А еще в пансионе жили революционеры-эмигранты. Десятилетняя Цветаева стремилась понять их идеи, писала о них стихи, которые, впрочем, не сохранились. Мать опасалась влияния революционных идей на детские умы, но ничего не могла поделать. Позже в «Ответе на анкету» Цветаева отмечала этот период как «одно из важных душевных событий».
В мае 1903 года Марина и Ася поступили в пансион Лаказ в Лозанне. Атмосфера здесь была уютной, почти семейной. Девочки усовершенствовали познания во французском, время от времени их навещала мать. Исчезало безбожие, принятое под влиянием революционеров в Нерви. Через год родители забрали девочек и поселились в Германии во Фрейбурге. Марина Цветаева влюбляется в эту страну, которую безумно и восторженно любила ее мать. Дух Германии она ощущала родным, язык знала так же хорошо, как и русский. «Как я любила – с тоской любила! до безумия любила! – Шварцвальд»[6]
-- вспоминала Цветаева позднее.
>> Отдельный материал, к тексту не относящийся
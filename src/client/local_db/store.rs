//! # Key/Value Document Store
//!
//! One JSON document per key, written with a single upsert so a reader never
//! observes a half-written value.

use crate::client::local_db::{LocalDatabase, Result};
use serde::de::DeserializeOwned;
use serde::Serialize;

impl LocalDatabase {
    /// Raw value stored under `key`
    pub async fn get_value(&self, key: &str) -> Result<Option<String>> {
        let row: Option<(String,)> = sqlx::query_as("SELECT value FROM local_store WHERE key = ?")
            .bind(key)
            .fetch_optional(&self.pool)
            .await?;

        Ok(row.map(|(value,)| value))
    }

    /// Replace the value stored under `key`
    pub async fn put_value(&self, key: &str, value: &str) -> Result<()> {
        sqlx::query(
            "INSERT INTO local_store (key, value, updated_at) VALUES (?, ?, ?)
             ON CONFLICT(key) DO UPDATE SET value = excluded.value, updated_at = excluded.updated_at",
        )
        .bind(key)
        .bind(value)
        .bind(chrono::Utc::now().to_rfc3339())
        .execute(&self.pool)
        .await?;
        Ok(())
    }

    /// Remove `key`. Returns whether it existed.
    pub async fn delete_value(&self, key: &str) -> Result<bool> {
        let result = sqlx::query("DELETE FROM local_store WHERE key = ?")
            .bind(key)
            .execute(&self.pool)
            .await?;
        Ok(result.rows_affected() > 0)
    }

    /// Decode the JSON document under `key`
    pub async fn read_json<T: DeserializeOwned>(&self, key: &str) -> Result<Option<T>> {
        match self.get_value(key).await? {
            Some(raw) => Ok(Some(serde_json::from_str(&raw)?)),
            None => Ok(None),
        }
    }

    /// Encode `value` as JSON and store it under `key`
    pub async fn write_json<T: Serialize + ?Sized>(&self, key: &str, value: &T) -> Result<()> {
        let raw = serde_json::to_string(value)?;
        self.put_value(key, &raw).await
    }
}
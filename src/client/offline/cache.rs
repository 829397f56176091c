//! # Cache-Backed Read Path
//!
//! Last-known-good snapshots for read keys. A live read refreshes the
//! snapshot; a read that cannot run serves it instead. "No data yet" is a
//! normal offline state and is represented as `Snapshot::Empty`, never as an
//! error.

use crate::client::local_db::{LocalDatabase, Result};
use crate::client::offline::gateway::{GatewayError, GatewayOutcome};
use chrono::{DateTime, Utc};
use serde::de::DeserializeOwned;
use serde::{Deserialize, Serialize};
use std::future::Future;
use std::sync::Arc;

/// What a read-through produced
#[derive(Debug, Clone, PartialEq)]
pub enum Snapshot<T> {
    /// Fetched just now; the cache was refreshed
    Fresh(T),
    /// The live read did not run; last known value
    Cached(T),
    /// The live read did not run and nothing is cached
    Empty,
}

impl<T> Snapshot<T> {
    pub fn into_option(self) -> Option<T> {
        match self {
            Snapshot::Fresh(value) | Snapshot::Cached(value) => Some(value),
            Snapshot::Empty => None,
        }
    }

    pub fn is_fresh(&self) -> bool {
        matches!(self, Snapshot::Fresh(_))
    }

    pub fn unwrap_or_default(self) -> T
    where
        T: Default,
    {
        self.into_option().unwrap_or_default()
    }
}

#[derive(Serialize, Deserialize)]
struct StoredSnapshot<T> {
    value: T,
    updated_at: DateTime<Utc>,
}

/// Snapshot storage keyed by logical resource
#[derive(Debug, Clone)]
pub struct SnapshotCache {
    db: Arc<LocalDatabase>,
}

impl SnapshotCache {
    pub fn new(db: Arc<LocalDatabase>) -> Self {
        Self { db }
    }

    /// Cached value for `key`. Missing or unreadable snapshots yield `None`.
    pub async fn get<T: DeserializeOwned>(&self, key: &str) -> Option<T> {
        match self.db.read_json::<StoredSnapshot<T>>(key).await {
            Ok(stored) => stored.map(|s| s.value),
            Err(e) => {
                tracing::warn!(key = %key, error = %e, "cached snapshot unreadable");
                None
            }
        }
    }

    /// When `key` was last refreshed
    pub async fn updated_at(&self, key: &str) -> Option<DateTime<Utc>> {
        match self.db.read_json::<StoredSnapshot<serde_json::Value>>(key).await {
            Ok(stored) => stored.map(|s| s.updated_at),
            Err(_) => None,
        }
    }

    /// Overwrite the snapshot for `key`
    pub async fn put<T: Serialize>(&self, key: &str, value: &T) -> Result<()> {
        let stored = StoredSnapshot {
            value,
            updated_at: Utc::now(),
        };
        self.db.write_json(key, &stored).await
    }

    /// Run `fetcher`; refresh and return its value on success, otherwise serve
    /// the cached snapshot.
    pub async fn read_through<T, F, Fut>(&self, key: &str, fetcher: F) -> Snapshot<T>
    where
        T: Serialize + DeserializeOwned,
        F: FnOnce() -> Fut,
        Fut: Future<Output = std::result::Result<GatewayOutcome<T>, GatewayError>>,
    {
        match fetcher().await {
            Ok(GatewayOutcome::Completed(value)) => {
                if let Err(e) = self.put(key, &value).await {
                    tracing::warn!(key = %key, error = %e, "could not refresh cached snapshot");
                }
                Snapshot::Fresh(value)
            }
            Ok(GatewayOutcome::Deferred(_)) | Ok(GatewayOutcome::Unavailable(_)) => {
                self.cached(key).await
            }
            Err(e) => {
                tracing::info!(key = %key, error = %e, "live read failed, serving cached snapshot");
                self.cached(key).await
            }
        }
    }

    async fn cached<T: DeserializeOwned>(&self, key: &str) -> Snapshot<T> {
        match self.get(key).await {
            Some(value) => Snapshot::Cached(value),
            None => Snapshot::Empty,
        }
    }
}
И на всю жизнь осталась она убеждена: «Во мне много душ. Но главная моя душа – германская»[7]
Здесь же, во Фрейбурге, зародились две страсти Цветаевой – Наполеон и Россия. Тоска по Родине, которую девочка не видела почти три года, разбудила в ней первое «родино-чувствие».
В 1905 году семья Цветаевых вернулась в Россию. Некоторое время они прожили в Ялте. Потом Марии Александровне стало гораздо хуже, и она решила вернуться в родные места. Семья переехала на дачу в Тарусу, где Мария Александровна и умерла. Марине Цветаевой было тринадцать лет. Детство кончилось.
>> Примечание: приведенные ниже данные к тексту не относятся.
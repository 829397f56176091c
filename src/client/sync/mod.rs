//! # Background Sync Service
//!
//! Drains the offline queue whenever the remote service becomes reachable.
//!
//! ## Architecture
//!
//! The sync service coordinates:
//! - **Network Monitor**: connectivity state and transition events
//! - **Synchronizer**: one replay pass over the queue, never two at once
//! - **Background Tasks**: a reconnect task reacting to `WentOnline` events
//!   and, with auto sync enabled, a periodic pass while online
//! - **Sync State**: status snapshots for callers
//!
//! ## Usage
//!
//! ```rust,no_run
//! use attendance_sync::client::{AppContext, SyncService};
//!
//! # async fn example(context: AppContext) -> Result<(), attendance_sync::client::sync::SyncError> {
//! let mut sync_service = context.sync_service();
//!
//! // Start background sync
//! sync_service.start()?;
//!
//! // Monitor sync status
//! let status = sync_service.status().await;
//! println!("{} actions pending", status.pending);
//!
//! // Force immediate sync
//! sync_service.force_sync().await;
//! # Ok(())
//! # }
//! ```

pub mod network_monitor;
pub mod sync_state;
pub mod synchronizer;

pub use network_monitor::{
    spawn_reachability_probe, ConnectivityEvent, ConnectivityMonitor, ConnectivityTransition,
    NetworkStatus,
};
pub use sync_state::SyncStatus;
pub use synchronizer::{SyncOutcome, SyncReport, Synchronizer};

use crate::client::config::Config;
use crate::client::offline::{DeadLetterStore, QueueStore};
use std::sync::Arc;
use std::time::Duration;
use thiserror::Error;
use tokio::task::JoinHandle;
use tokio_util::sync::CancellationToken;

/// Configuration for the sync service
#[derive(Debug, Clone)]
pub struct SyncConfig {
    /// Run a periodic pass while online
    pub auto_sync: bool,
    /// Period of the automatic pass
    pub sync_interval: Duration,
}

impl Default for SyncConfig {
    fn default() -> Self {
        Self {
            auto_sync: true,
            sync_interval: Duration::from_secs(30),
        }
    }
}

impl From<&Config> for SyncConfig {
    fn from(config: &Config) -> Self {
        Self {
            auto_sync: config.auto_sync(),
            sync_interval: config.sync_interval(),
        }
    }
}

#[derive(Debug, Error, Clone, PartialEq, Eq)]
pub enum SyncError {
    #[error("Sync service is already running")]
    AlreadyRunning,
}

/// Main sync service coordinator
#[derive(Debug)]
pub struct SyncService {
    config: SyncConfig,
    monitor: Arc<ConnectivityMonitor>,
    synchronizer: Arc<Synchronizer>,
    queue: Arc<QueueStore>,
    dead_letters: Arc<DeadLetterStore>,
    /// Cancels the background tasks of the current run
    shutdown: Option<CancellationToken>,
    tasks: Vec<JoinHandle<()>>,
}

impl SyncService {
    pub fn new(
        config: SyncConfig,
        monitor: Arc<ConnectivityMonitor>,
        synchronizer: Arc<Synchronizer>,
        queue: Arc<QueueStore>,
        dead_letters: Arc<DeadLetterStore>,
    ) -> Self {
        Self {
            config,
            monitor,
            synchronizer,
            queue,
            dead_letters,
            shutdown: None,
            tasks: Vec::new(),
        }
    }

    pub fn is_running(&self) -> bool {
        self.shutdown.is_some()
    }

    /// Start the background tasks
    pub fn start(&mut self) -> Result<(), SyncError> {
        if self.shutdown.is_some() {
            return Err(SyncError::AlreadyRunning);
        }

        let token = CancellationToken::new();

        // Subscribe before spawning so no transition is missed
        let events = self.monitor.subscribe();
        self.tasks.push(tokio::spawn(Self::reconnect_loop(
            events,
            Arc::clone(&self.monitor),
            Arc::clone(&self.synchronizer),
            Arc::clone(&self.queue),
            token.clone(),
        )));

        if self.config.auto_sync {
            self.tasks.push(tokio::spawn(Self::periodic_loop(
                Arc::clone(&self.monitor),
                Arc::clone(&self.synchronizer),
                self.config.sync_interval,
                token.clone(),
            )));
        }

        tracing::info!(
            auto_sync = self.config.auto_sync,
            interval_secs = self.config.sync_interval.as_secs(),
            "sync service started"
        );
        self.shutdown = Some(token);
        Ok(())
    }

    /// Stop the background tasks. A pass in flight runs to completion.
    pub async fn stop(&mut self) {
        if let Some(token) = self.shutdown.take() {
            token.cancel();
        }

        for task in self.tasks.drain(..) {
            if let Err(e) = task.await {
                tracing::warn!(error = %e, "sync task ended abnormally");
            }
        }
        tracing::info!("sync service stopped");
    }

    /// Run a pass now
    pub async fn force_sync(&self) -> SyncOutcome {
        self.synchronizer.sync().await
    }

    pub async fn status(&self) -> SyncStatus {
        let last_report = self.synchronizer.last_report().await;

        SyncStatus {
            network_status: self.monitor.status(),
            is_syncing: self.synchronizer.is_running(),
            pending: self.queue.pending_len().await,
            degraded: self.queue.is_degraded().await,
            rejected: self.dead_letters.len().await,
            last_sync: last_report.as_ref().map(|r| r.finished_at),
            last_report,
        }
    }

    /// Sync on start when online with work waiting, then on every reconnect
    async fn reconnect_loop(
        mut events: tokio::sync::mpsc::UnboundedReceiver<ConnectivityEvent>,
        monitor: Arc<ConnectivityMonitor>,
        synchronizer: Arc<Synchronizer>,
        queue: Arc<QueueStore>,
        token: CancellationToken,
    ) {
        if monitor.is_online() && queue.pending_len().await > 0 {
            synchronizer.sync().await;
        }

        loop {
            tokio::select! {
                _ = token.cancelled() => break,
                event = events.recv() => match event {
                    Some(event) if event.transition == ConnectivityTransition::WentOnline => {
                        tracing::info!(sequence = event.sequence, "connection restored, syncing");
                        synchronizer.sync().await;
                    }
                    Some(_) => {}
                    None => break,
                },
            }
        }
    }

    async fn periodic_loop(
        monitor: Arc<ConnectivityMonitor>,
        synchronizer: Arc<Synchronizer>,
        period: Duration,
        token: CancellationToken,
    ) {
        let mut interval = tokio::time::interval(period);
        interval.set_missed_tick_behavior(tokio::time::MissedTickBehavior::Delay);
        // The first tick completes immediately; the reconnect task covers startup
        interval.tick().await;

        loop {
            tokio::select! {
                _ = token.cancelled() => break,
                _ = interval.tick() => {
                    if monitor.is_online() {
                        synchronizer.sync().await;
                    }
                }
            }
        }
    }
}

impl Drop for SyncService {
    fn drop(&mut self) {
        if let Some(token) = self.shutdown.take() {
            token.cancel();
        }
    }
}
Учеба Марины Цветаевой проходила нерегулярно и не очень успешно. После смерти матери она переходила из одной гимназии в другую, трижды выгонялась за дерзость. Очень интересны воспоминания школьных подруг Цветаевой, которые дают представление о ее личности.
«…очень живая девочка с пытливым и насмешливым взглядом. Причесана она была под мальчика. Она была очень способна к гуманитарным наукам и мало прилагала усилий к точным наукам. Она все переходила из одной гимназии в другую. Ее скорее привлекали старшие подруги, чем младшие…
…У нас постоянно были шумные споры о новых людях. Марина говорила смело, отметая все старое, отжившее…»[8]
« Марина была один год пансионеркой, после смерти матери. У нее было угрюмое лицо, медленная походка, сутулая спина и фигура… это была увлекающаяся натура. Она была слишком умная, увлекалась героями книг, а не учителями… Она старалась познакомить меня с революционной литературой»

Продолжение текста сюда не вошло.